We need far more press coverage of the absurdities fostered by high stakes testing. To know about the real-world effects of corporate school reform is to recognize why it should be ridiculed to death. We must also explain, however, that teaching and testing to a standards regime that is disconnected to reality is more than a farce. It is a tragedy. For our poorest children of color, the test, sort, reward, and punish path to school improvement has been especially cruel. And, don’t even get me started about the damage done to our society’s education values by bubble-in accountability.

In Oklahoma City, before NCLB, administrators would grin when they passed out aligned and paced curriculum guides. All types of educators were mostly amused that anyone would seriously contemplate such a guide for our Standards of Instruction as anything more than some silly paperwork to be filed away and forgotten. The time it took for students to master material obviously was the time it took to master material. There was no possible way that the rate of learning could be predetermined and, back then, administrators knew that there was no alternative to trusting the teachers’ judgments on the pacing of instruction. Besides, teachers and students need to be free to build on the kids’ interests and strengths, and get off the beaten path to engage in class discussions, take field trips, and pursue project-based learning.

The pacing guide listed the standards, or major concepts and skills, that students were supposed to master on its schedule. I was supposed to cover a major standard, something as complex and sweeping as the New Deal or the Cold War, every eight minutes, every hour of every day. A unit on World War II, for example, prescribed a one-day lesson to examine the rise of nationalism in the 1920s and 1930s, describe the causes of the war, elaborate on its outcomes and effects, from the Holocaust against the Jews and other groups, to economic and military shifts since 1945 to the founding of the United Nations and the political positioning of Europe, Africa, and Asia. This lesson was known in the curriculum guide as “Standard 16.4.” Another typical one-day lesson, known as Standard 7.2, was to describe China under the Qin, Han, T’ang, and Sung Dynasties; discuss the traditions, customs, beliefs, and significance of Buddhism; document the impact of Confucianism and Taoism, and detail the construction of the Great Wall.

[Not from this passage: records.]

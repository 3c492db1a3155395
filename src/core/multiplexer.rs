//! Profile multiplexer (C6): drives N engines from one snapshot stream on a
//! fixed cadence, with render ticking independently.

use std::sync::Arc;
use std::time::Duration;

use tokio::sync::watch;
use tracing::info;

use crate::core::engine::ArbitrageEngine;
use crate::core::exchange::SnapshotSupplier;

/// A clock injected into the multiplexer's evaluation loop — the one place
/// in the binary allowed to read a wall clock; everything downstream of it
/// takes `now_ms` explicitly (spec §9: time injection).
pub trait Clock: Send + Sync {
    fn now_ms(&self) -> i64;
}

pub struct SystemClock;

impl Clock for SystemClock {
    fn now_ms(&self) -> i64 {
        std::time::SystemTime::now()
            .duration_since(std::time::UNIX_EPOCH)
            .map(|d| d.as_millis() as i64)
            .unwrap_or(0)
    }
}

pub struct ProfileMultiplexer {
    engines: Vec<ArbitrageEngine>,
    supplier_p: Arc<dyn SnapshotSupplier>,
    supplier_k: Arc<dyn SnapshotSupplier>,
    eval_interval_ms: u64,
    render_interval_ms: u64,
    clock: Arc<dyn Clock>,
}

impl ProfileMultiplexer {
    #[must_use]
    pub fn new(
        engines: Vec<ArbitrageEngine>,
        supplier_p: Arc<dyn SnapshotSupplier>,
        supplier_k: Arc<dyn SnapshotSupplier>,
        eval_interval_ms: u64,
        render_interval_ms: u64,
        clock: Arc<dyn Clock>,
    ) -> Self {
        Self {
            engines,
            supplier_p,
            supplier_k,
            eval_interval_ms: eval_interval_ms.max(1),
            render_interval_ms,
            clock,
        }
    }

    /// Drives both timers from a single `tokio::select!` loop so the render
    /// tick (cheap string composition from already-cloned views) can never
    /// block the evaluation tick (spec §5). Returns the engines so the
    /// caller can read final summaries after shutdown.
    pub async fn run(mut self, mut shutdown: watch::Receiver<bool>) -> Vec<ArbitrageEngine> {
        let mut eval_ticker = tokio::time::interval(Duration::from_millis(self.eval_interval_ms));
        let mut render_ticker = tokio::time::interval(Duration::from_millis(self.render_interval_ms));

        loop {
            tokio::select! {
                _ = eval_ticker.tick() => {
                    let snaps_p = self.supplier_p.get_snapshots();
                    let snaps_k = self.supplier_k.get_snapshots();
                    let now_ms = self.clock.now_ms();
                    for engine in &mut self.engines {
                        engine.evaluate(&snaps_p, &snaps_k, now_ms);
                    }
                }
                _ = render_ticker.tick() => {
                    // Dashboard rendering is out of scope; this cadence only
                    // materializes the read-only projection a renderer would consume.
                    let _views: Vec<_> = self.engines.iter().map(|e| e.market_views()).collect();
                }
                _ = shutdown.changed() => {
                    if *shutdown.borrow() {
                        break;
                    }
                }
            }
        }

        for engine in &self.engines {
            let summary = engine.summary();
            info!(
                profile = engine.name(),
                total_trades = summary.total_trades,
                wins = summary.wins,
                losses = summary.losses,
                total_profit = %summary.total_profit,
                "final summary"
            );
        }

        self.supplier_p.stop();
        self.supplier_k.stop();

        self.engines
    }
}
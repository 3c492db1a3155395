use thiserror::Error;

use crate::core::domain::CoinId;

#[derive(Error, Debug)]
pub enum Error {
    #[error("configuration error: {0}")]
    Config(String),

    #[error("supplier failed to start for venue {venue}: {source}")]
    SupplierStart { venue: String, source: String },

    #[error("IO error: {0}")]
    Io(#[from] std::io::Error),

    #[error("TOML parse error: {0}")]
    Toml(#[from] toml::de::Error),
}

pub type Result<T> = std::result::Result<T, Error>;

/// Per-tick evaluation error: one coin's step failed. Caught and logged by
/// `ArbitrageEngine::evaluate`; never propagated past the engine (spec §7).
#[derive(Error, Debug, Clone)]
#[error("coin {coin} evaluation failed: {message}")]
pub struct CoinError {
    pub coin: CoinId,
    pub message: String,
}

impl CoinError {
    #[must_use]
    pub fn new(coin: CoinId, message: impl Into<String>) -> Self {
        Self {
            coin,
            message: message.into(),
        }
    }
}
//! Ambient services the core depends on but does not itself implement fully:
//! the logger sinks named in spec §6.

pub mod logger;

pub use logger::{LogLevel, Logger, RunLoggers};
//! Core domain types (C1): snapshots, estimates, positions, and the
//! per-coin runtime state the state machine mutates.

pub mod direction;
pub mod estimate;
pub mod ids;
pub mod market_view;
pub mod outcome;
pub mod pending;
pub mod position;
pub mod runtime;
pub mod snapshot;
pub mod summary;

pub use direction::Direction;
pub use estimate::{FillEstimate, FillSource, WalkResult};
pub use ids::{CoinId, MarketKey, TokenId};
pub use market_view::MarketView;
pub use outcome::{OutcomeSource, ResolvedOutcome, VenueOutcome};
pub use pending::PendingOrder;
pub use position::{LockedThresholds, OpenPosition};
pub use runtime::{CoinRuntimeState, CoinState};
pub use snapshot::{DataStatus, OrderBook, PriceLevel, ReferenceSource, Snapshot, TradeTick, Venue};
pub use summary::{EngineSummary, PnlPoint};
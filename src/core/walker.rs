//! Order-book walker (C2): price a target notional against one side of a book.

use rust_decimal::Decimal;

use crate::core::domain::{FillSource, OrderBook, PriceLevel, WalkResult};

/// Level filters from spec §4.1: a level with non-positive size, or a price
/// outside `(0, 1)` (the binary-market invariant), never participates.
fn level_is_tradeable(level: &PriceLevel) -> bool {
    level.size > Decimal::ZERO && level.price > Decimal::ZERO && level.price < Decimal::ONE
}

/// Walk `levels` (trusted to already be in priority order; never re-sorted)
/// consuming contiguous levels until `notional` is met, a fractional slice
/// of the last level if needed, or the side is exhausted.
fn walk_side(levels: &[PriceLevel], notional: Decimal, fallback_best_ask: Option<Decimal>) -> WalkResult {
    if levels.is_empty() {
        return match fallback_best_ask {
            Some(price) if price > Decimal::ZERO => WalkResult {
                units: notional / price,
                effective_price: price,
                spend: notional,
                shortfall: None,
                source: FillSource::BestAsk,
            },
            _ => WalkResult::unavailable(),
        };
    }

    let mut units = Decimal::ZERO;
    let mut spend = Decimal::ZERO;

    for level in levels.iter().filter(|l| level_is_tradeable(l)) {
        let remaining = notional - spend;
        if remaining <= Decimal::ZERO {
            break;
        }
        let level_value = level.price * level.size;
        if level_value <= remaining {
            units += level.size;
            spend += level_value;
        } else {
            let slice_units = remaining / level.price;
            units += slice_units;
            spend += remaining;
            break;
        }
    }

    let shortfall = if spend < notional {
        Some(notional - spend)
    } else {
        None
    };
    let effective_price = if units > Decimal::ZERO {
        spend / units
    } else {
        Decimal::ZERO
    };

    WalkResult {
        units,
        effective_price,
        spend,
        shortfall,
        source: FillSource::Orderbook,
    }
}

impl OrderBook {
    /// Walk the ask side for a target notional, falling back to the
    /// supplier's published best ask (display-only, infinite liquidity
    /// assumed) when the book has no resting asks at all.
    #[must_use]
    pub fn walk_asks(&self, notional: Decimal, fallback_best_ask: Option<Decimal>) -> WalkResult {
        walk_side(&self.asks, notional, fallback_best_ask)
    }
}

Since history test scores were not included in the NCLB accountability matrix, nobody bothered to ask whether I followed the pacing guide. By 2005, however, freshman math and sophomore English teachers had to organize their instruction around those standards and, on Fridays, give benchmark tests, provided by the central office. Teachers resisted the micromanaging, so grades were mandated for benchmarks.

Soon failure rates soared from below 20% to 80% to 90% in tested subjects. Within three months, our school lost 40% of its students, mostly to the streets. This occurred as the percentage of our students on special education IEPs peaked at 30% and the number of high schoolers who could not read their name jumped from zero to twelve.

After that horrible fiasco, the doubling down on teach to the test according to a mandated schedule grew worse as individuals were supposed to be held accountable for test-score growth. My students complained that they had been robbed of an education. Their entire career had been dominated by fill-in-the-blanks, worksheet-driven pedagogy. Now, a full generation of kids have been subject to bubble-in malpractice.

And that raises the question of what else has been lost to corporate reform. Since 9/11, the global village has faced incredible challenges, but how many classes have been required to keep their aligned and paced schedule, and thus denied an opportunity to grapple with world historical issues. Digital miracles abound, but have schools introduced the younger generation to cultural literacy and media ethics? The economic and racial divide has exploded into view, but how many classes are denied the time to address the issues raised by Black Lives Matter? Global warming has accelerated and time is running out for wrestling with ecological dilemmas. But, how many minutes are allotted to environmentalism? Someday, our generation may be condemned for ignoring, and allowing our children to ignore, these crucial issues. Our reply – that we had to get through Standard 18.2, or whatever, before the standardized test – is likely to ring hollow.